Shafin A R Islam v Minister for Immigration and Citizenship
[2011] HCASL 200
SHAFIN A R ISLAM
v
MINISTER FOR IMMIGRATION AND CITIZENSHIP & ANOR
[2011] HCASL 200
S305/2011
The applicant entered Australia as the holder of a tourist visa on 14 November 2005 and has remained in Australia since that date under various temporary visas. On 28 January 2011, the applicant applied for citizenship under the Australian Citizenship Act 2007 (Cth) ("the Act"). A delegate of the first respondent ("the Minister") refused the application on 14 February 2011. The second respondent, the Administrative Appeals Tribunal ("the Tribunal"), affirmed the delegate's decision on 20 May 2011.
The application was refused on the basis that the applicant did not satisfy the requirement in s 21(2)(b) of the Act that he be a permanent resident at the time of making the application. Accordingly, the Tribunal dismissed the proceedings pursuant to s 42B of the Administrative Appeals Tribunal Act 1975 (Cth) ("the AAT Act") on the basis that the claim was frivolous and vexatious.
The applicant "appealed" to the Federal Court (Bennett J) under s 44 of the AAT Act, on the grounds, inter alia, that the Tribunal erred in not taking into account the obligation of the Minister to consider the discretionary matters set out in s 22(6) of the Act when reviewing his application for citizenship. On 12 August 2011, Bennett J dismissed the appeal on the basis that upon the proper interpretation of s 22(6) of the Act, it was clear that the discretion conferred by that sub-section did not apply to the question whether the applicant met the eligibility criteria in s 21(2)(b).

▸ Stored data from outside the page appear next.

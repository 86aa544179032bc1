//! Dashboard statistics and the newsletter action.

use serde::{Deserialize, Serialize};
use serde_json::{Map, Value};
use tracing::info;

use super::AdminError;
use crate::net::api::{ApiRequest, ApiResponse};
use crate::resource::{RefreshTask, Resource, ResourceState};

pub const STATISTICS_PATH: &str = "/admin/statistics";
pub const NEWSLETTER_PATH: &str = "/admin/send-newsletter";
pub const EXPORT_REPORTS_PATH: &str = "/admin/export-reports";
/// File name the dashboard offers for the export.
pub const REPORTS_FILE_NAME: &str = "reports.csv";

/// Aggregate counters as the backend reports them.
#[derive(Clone, Debug, Default, PartialEq, Serialize, Deserialize)]
#[serde(transparent)]
pub struct Statistics(pub Map<String, Value>);

impl Statistics {
    #[must_use]
    pub fn get(&self, key: &str) -> Option<&Value> {
        self.0.get(key)
    }

    /// Integer counter under `key`, if present.
    #[must_use]
    pub fn count(&self, key: &str) -> Option<u64> {
        self.0.get(key).and_then(Value::as_u64)
    }
}

pub struct StatisticsScreen {
    resource: Resource<Statistics>,
}

impl StatisticsScreen {
    pub(crate) fn new(resource: Resource<Statistics>) -> Self {
        Self { resource }
    }

    #[must_use]
    pub fn resource(&self) -> &Resource<Statistics> {
        &self.resource
    }

    pub async fn load(&self) -> ResourceState<Statistics> {
        self.resource.load().await
    }

    /// Periodic revalidation while the dashboard is open.
    #[must_use]
    pub fn watch(&self) -> Option<RefreshTask> {
        self.resource.spawn_refresh_loop()
    }

    /// # Errors
    ///
    /// Returns the request's error.
    pub async fn send_newsletter(&self) -> Result<ApiResponse, AdminError> {
        let api = self.resource.api();
        let response = self.resource.mutate(api.post(NEWSLETTER_PATH)).await?;
        info!("newsletter sent");
        Ok(response)
    }

    /// Download the reports export as text. Not cached.
    ///
    /// # Errors
    ///
    /// Returns the request's error.
    pub async fn export_reports(&self) -> Result<String, AdminError> {
        let response = self.resource.api().send(ApiRequest::get(EXPORT_REPORTS_PATH)).await?;
        let report = match response.body {
            Value::Null => String::new(),
            Value::String(text) => text,
            other => other.to_string(),
        };
        info!(bytes = report.len(), "reports exported");
        Ok(report)
    }
}
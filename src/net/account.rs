//! Public account flows: registration, email verification, password reset.
//!
//! These endpoints run before anyone is logged in. They go through the same
//! [`ApiClient`] as everything else, so a stray `401` still reaches the
//! interceptor, but nothing here touches the session. A token returned by
//! `verify-email` is handed back to the caller and never installed; the user
//! logs in normally afterwards.

#[cfg(test)]
#[path = "account_test.rs"]
mod account_test;

use std::fmt;

use serde::{Deserialize, Serialize};
use serde_json::{Value, json};
use tracing::info;

use super::api::{ApiClient, ApiError, ApiResponse};

pub const REGISTER_ENDPOINT: &str = "/auth/register";
pub const VERIFY_EMAIL_ENDPOINT: &str = "/auth/verify-email";
pub const RESEND_OTP_ENDPOINT: &str = "/auth/resend-otp";
pub const FORGOT_PASSWORD_ENDPOINT: &str = "/auth/forgot-password";
pub const VERIFY_RESET_OTP_ENDPOINT: &str = "/auth/verify-reset-otp";
pub const RESET_PASSWORD_ENDPOINT: &str = "/auth/reset-password";

const OTP_LEN: usize = 6;
const MIN_PASSWORD_LEN: usize = 6;
const MOBILE_LEN: usize = 10;

#[derive(Debug, thiserror::Error)]
pub enum AccountError {
    #[error("Please enter a valid 6-digit OTP")]
    InvalidOtp,
    #[error("{0}")]
    Invalid(&'static str),
    #[error(transparent)]
    Api(#[from] ApiError),
}

impl AccountError {
    /// Message for the form: validation text, the server's `message`, or the
    /// transport error.
    #[must_use]
    pub fn message(&self) -> String {
        match self {
            AccountError::Api(e) => e.server_message().map_or_else(|| e.to_string(), str::to_owned),
            other => other.to_string(),
        }
    }
}

/// Exactly six ASCII digits.
///
/// # Errors
///
/// Returns [`AccountError::InvalidOtp`] otherwise.
pub fn validate_otp(otp: &str) -> Result<(), AccountError> {
    if otp.len() == OTP_LEN && otp.bytes().all(|b| b.is_ascii_digit()) {
        Ok(())
    } else {
        Err(AccountError::InvalidOtp)
    }
}

fn validate_new_password(password: &str, confirm: &str) -> Result<(), AccountError> {
    if password.is_empty() || confirm.is_empty() {
        return Err(AccountError::Invalid("Please fill in all fields"));
    }
    if password.chars().count() < MIN_PASSWORD_LEN {
        return Err(AccountError::Invalid("Password must be at least 6 characters long"));
    }
    if password != confirm {
        return Err(AccountError::Invalid("Passwords do not match"));
    }
    Ok(())
}

fn is_word_run(part: &str) -> bool {
    !part.is_empty()
        && part.split(['.', '-']).all(|seg| !seg.is_empty() && seg.chars().all(|c| c.is_alphanumeric() || c == '_'))
}

/// `local@domain.tld`, where the final label is two or three word characters.
#[must_use]
pub fn is_valid_email(email: &str) -> bool {
    let Some((local, domain)) = email.split_once('@') else {
        return false;
    };
    let Some((host, tld)) = domain.rsplit_once('.') else {
        return false;
    };
    is_word_run(local)
        && is_word_run(host)
        && (2..=3).contains(&tld.chars().count())
        && tld.chars().all(|c| c.is_alphanumeric() || c == '_')
}

// =============================================================================
// REGISTRATION
// =============================================================================

#[derive(Clone, Copy, Debug, Default, PartialEq, Eq, Serialize, Deserialize)]
#[serde(rename_all = "lowercase")]
pub enum Role {
    #[default]
    User,
    Admin,
}

/// Sign-up form. `confirm_password` is checked locally and never sent.
#[derive(Clone, Serialize)]
pub struct Registration {
    pub name: String,
    pub email: String,
    pub mobile: String,
    pub password: String,
    #[serde(skip)]
    pub confirm_password: String,
    pub role: Role,
}

impl fmt::Debug for Registration {
    fn fmt(&self, f: &mut fmt::Formatter<'_>) -> fmt::Result {
        f.debug_struct("Registration")
            .field("name", &self.name)
            .field("email", &self.email)
            .field("mobile", &self.mobile)
            .field("password", &"<redacted>")
            .field("role", &self.role)
            .finish_non_exhaustive()
    }
}

impl Registration {
    /// Form checks, in the order the form reports them.
    ///
    /// # Errors
    ///
    /// Returns [`AccountError::Invalid`] with the first failing rule.
    pub fn validate(&self) -> Result<(), AccountError> {
        let required = [&self.name, &self.email, &self.mobile, &self.password, &self.confirm_password];
        if required.iter().any(|field| field.trim().is_empty()) {
            return Err(AccountError::Invalid("Please fill in all fields"));
        }
        validate_new_password(&self.password, &self.confirm_password)?;
        if self.mobile.len() != MOBILE_LEN || !self.mobile.bytes().all(|b| b.is_ascii_digit()) {
            return Err(AccountError::Invalid("Please enter a valid 10-digit mobile number"));
        }
        if !is_valid_email(&self.email) {
            return Err(AccountError::Invalid("Please enter a valid email address"));
        }
        Ok(())
    }
}

/// Reply shape shared by the account endpoints. Every field is optional.
#[derive(Clone, Debug, Default, PartialEq, Eq)]
pub struct AccountReply {
    pub status: u16,
    pub success: bool,
    pub message: Option<String>,
    pub token: Option<String>,
}

impl AccountReply {
    fn from_response(response: &ApiResponse) -> Self {
        let body = &response.body;
        let text = |key: &str| body.get(key).and_then(Value::as_str).map(str::to_owned);
        Self {
            status: response.status,
            success: body.get("success").and_then(Value::as_bool).unwrap_or(false),
            message: text("message"),
            token: text("token").filter(|t| !t.is_empty()),
        }
    }
}

// =============================================================================
// CLIENT
// =============================================================================

#[derive(Clone)]
pub struct AccountApi {
    api: ApiClient,
}

impl AccountApi {
    pub fn new(api: ApiClient) -> Self {
        Self { api }
    }

    async fn post(&self, path: &str, body: &Value) -> Result<AccountReply, AccountError> {
        let response = self.api.post_json(path, body).await?;
        Ok(AccountReply::from_response(&response))
    }

    /// # Errors
    ///
    /// Validation failures are reported without a request.
    pub async fn register(&self, registration: &Registration) -> Result<AccountReply, AccountError> {
        registration.validate()?;
        let response = self.api.post_json(REGISTER_ENDPOINT, registration).await?;
        info!(email = %registration.email, "registration submitted");
        Ok(AccountReply::from_response(&response))
    }

    /// # Errors
    ///
    /// [`AccountError::InvalidOtp`] before sending, otherwise API failures.
    pub async fn verify_email(&self, email: &str, otp: &str) -> Result<AccountReply, AccountError> {
        validate_otp(otp)?;
        self.post(VERIFY_EMAIL_ENDPOINT, &json!({ "email": email, "otp": otp })).await
    }

    /// # Errors
    ///
    /// API failures.
    pub async fn resend_otp(&self, email: &str) -> Result<AccountReply, AccountError> {
        self.post(RESEND_OTP_ENDPOINT, &json!({ "email": email })).await
    }

    /// # Errors
    ///
    /// [`AccountError::Invalid`] for an empty email, otherwise API failures.
    pub async fn forgot_password(&self, email: &str) -> Result<AccountReply, AccountError> {
        if email.trim().is_empty() {
            return Err(AccountError::Invalid("Please enter your email address"));
        }
        self.post(FORGOT_PASSWORD_ENDPOINT, &json!({ "email": email })).await
    }

    /// # Errors
    ///
    /// [`AccountError::InvalidOtp`] before sending, otherwise API failures.
    pub async fn verify_reset_otp(&self, email: &str, otp: &str) -> Result<AccountReply, AccountError> {
        validate_otp(otp)?;
        self.post(VERIFY_RESET_OTP_ENDPOINT, &json!({ "email": email, "otp": otp })).await
    }

    /// # Errors
    ///
    /// OTP and password rules are checked before sending.
    pub async fn reset_password(
        &self,
        email: &str,
        otp: &str,
        new_password: &str,
        confirm: &str,
    ) -> Result<AccountReply, AccountError> {
        validate_otp(otp)?;
        validate_new_password(new_password, confirm)?;
        let body = json!({ "email": email, "otp": otp, "newPassword": new_password });
        let reply = self.post(RESET_PASSWORD_ENDPOINT, &body).await?;
        info!(%email, "password reset");
        Ok(reply)
    }
}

The applicant seeks special leave to appeal to this Court against the decision of Bennett J, that is to say from a single judge of the Federal Court exercising the original jurisdiction of the Federal Court. No such appeal may be brought to this Court (Federal Court of Australia Act 1976 (Cth), s 33(2)) and the application for special leave is incompetent. We add that in any event, there are no prospects of success on any appeal as no error is shown in the decision of the Federal Court. Special leave is refused.
Pursuant to r 41.10.5 we direct the Registrar to draw up, sign and seal an order dismissing the application.